2018 Nobel Prize Recipients and IRI V.2 On Simulation

2018 Nobel prize go to Yale and NYU, where one of the recipients, Laureate William Nordhaus’ research on the impacts of climate change on economic growth is based on simulations.  The world has spoken that simulation is a useful tool to predict uncertain future events, such as the impacts of student loans on economic growth.  The answer to this question is pretty straight forward–negatively affect not just the economic growth, but also income inequality.  The politicians love to use the DOW to measure how well the US current economy has grown in recent years.  This positive growth is welcomed mostly by the investors in the Wall Street.  Or few companies such as Apple or Amazon, and their shareholders are enjoying it too.  What about the working class?  Have their wages or take-home pay going up, parallel to the DOW increases?.  What about those who still have to pay their student loans?  Given the real problem facing the nation and the world, this is a life time opportunity for anyone to study this issue, and chances may not be that bad (stated with disclaimer) for those researchers to potentially be the future of Nobel prize winner.  The American public is eager to see which economist(s) represents, either the Freshwater of the Saltwater will win this important race.

It may not be a coincident why AAEA has just published an article on September 21, 2018 which urged the analytics community to think ahead of the curve, ie., a way from IRI V.1 to IRI V.2. Most people are amazed how predictive analytics can solve their business problems, especially in the education industry. That is obsolete–that was the things of five years ago.  Many months ago, the Association of American Education Analytics and Data Scientists has proposed to move away from IRI V.1, which is statistical based approach toward stochastic simulation, that combined the estimates from statistics, feed into mathematical programming to find optimal solutions.

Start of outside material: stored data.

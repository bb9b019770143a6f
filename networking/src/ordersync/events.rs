/// Order event fan-out.
///
/// Every subscriber owns an independent unbounded queue, so a slow
/// subscriber never blocks publishers or other subscribers. Batches are
/// delivered to each subscriber in publish order.
use std::collections::BTreeMap;
use std::sync::Arc;

use containers::OrderEvent;
use parking_lot::Mutex;
use tokio::sync::mpsc;
use tracing::{debug, trace};

#[derive(Debug, Default)]
struct FeedInner {
    next_id: u64,
    subscribers: BTreeMap<u64, mpsc::UnboundedSender<Vec<OrderEvent>>>,
}

#[derive(Debug, Clone, Default)]
pub struct OrderEventFeed {
    inner: Arc<Mutex<FeedInner>>,
}

impl OrderEventFeed {
    pub fn new() -> Self {
        Self::default()
    }

    pub fn subscribe(&self) -> OrderEventSubscription {
        let (sender, receiver) = mpsc::unbounded_channel();
        let mut inner = self.inner.lock();
        let id = inner.next_id;
        inner.next_id += 1;
        inner.subscribers.insert(id, sender);
        debug!(subscription = id, "Order event subscriber added");

        OrderEventSubscription {
            id,
            receiver,
            feed: self.clone(),
        }
    }

    /// Delivers `events` as one batch to every live subscriber and returns
    /// how many received it. Closed subscribers are dropped here.
    pub fn publish(&self, events: Vec<OrderEvent>) -> usize {
        if events.is_empty() {
            return 0;
        }

        // Sending under the lock keeps batch order identical for everyone.
        let mut inner = self.inner.lock();
        inner
            .subscribers
            .retain(|id, sender| match sender.send(events.clone()) {
                Ok(()) => true,
                Err(_) => {
                    trace!(subscription = id, "Pruned closed order event subscriber");
                    false
                }
            });
        inner.subscribers.len()
    }

    pub fn subscriber_count(&self) -> usize {
        self.inner.lock().subscribers.len()
    }

    fn remove(&self, id: u64) {
        if self.inner.lock().subscribers.remove(&id).is_some() {
            debug!(subscription = id, "Order event subscriber removed");
        }
    }
}

pub struct OrderEventSubscription {
    id: u64,
    receiver: mpsc::UnboundedReceiver<Vec<OrderEvent>>,
    feed: OrderEventFeed,
}

impl OrderEventSubscription {
    pub fn id(&self) -> u64 {
        self.id
    }

    pub async fn recv(&mut self) -> Option<Vec<OrderEvent>> {
        self.receiver.recv().await
    }

    pub fn try_recv(&mut self) -> Option<Vec<OrderEvent>> {
        self.receiver.try_recv().ok()
    }

    /// Every event delivered so far, flattened.
    pub fn drain(&mut self) -> Vec<OrderEvent> {
        let mut events = Vec::new();
        while let Some(batch) = self.try_recv() {
            events.extend(batch);
        }
        events
    }

    pub fn unsubscribe(self) {
        self.feed.remove(self.id);
    }
}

Decision makers cannot just make strategies based only on one option, but need to see results of different scenarios, before the final decisions are made.  Statistical based business analytics just gives what the optimal solution, given the past events that have occurred.  In other words, a data scientist makes inference based on past or historical data.  The question is what next?  A college decision maker can make strategic decision based on the results, assuming the “world” that produced the data did not change.  In reality the world changes every nanosecond. The environments where the organizations are operating, changing constantly.  For example, the CEOs of any companies who are exporting their products to the world market, need to anticipate what is the impact of stronger US dollars and what is going to happen when the administrators ignite the trade war?  Past data cannot answer this question in totality, because there is no data that have simultaneously capture these two events.  The impacts can be accessed with n possibilities using simulation–IRI V.2.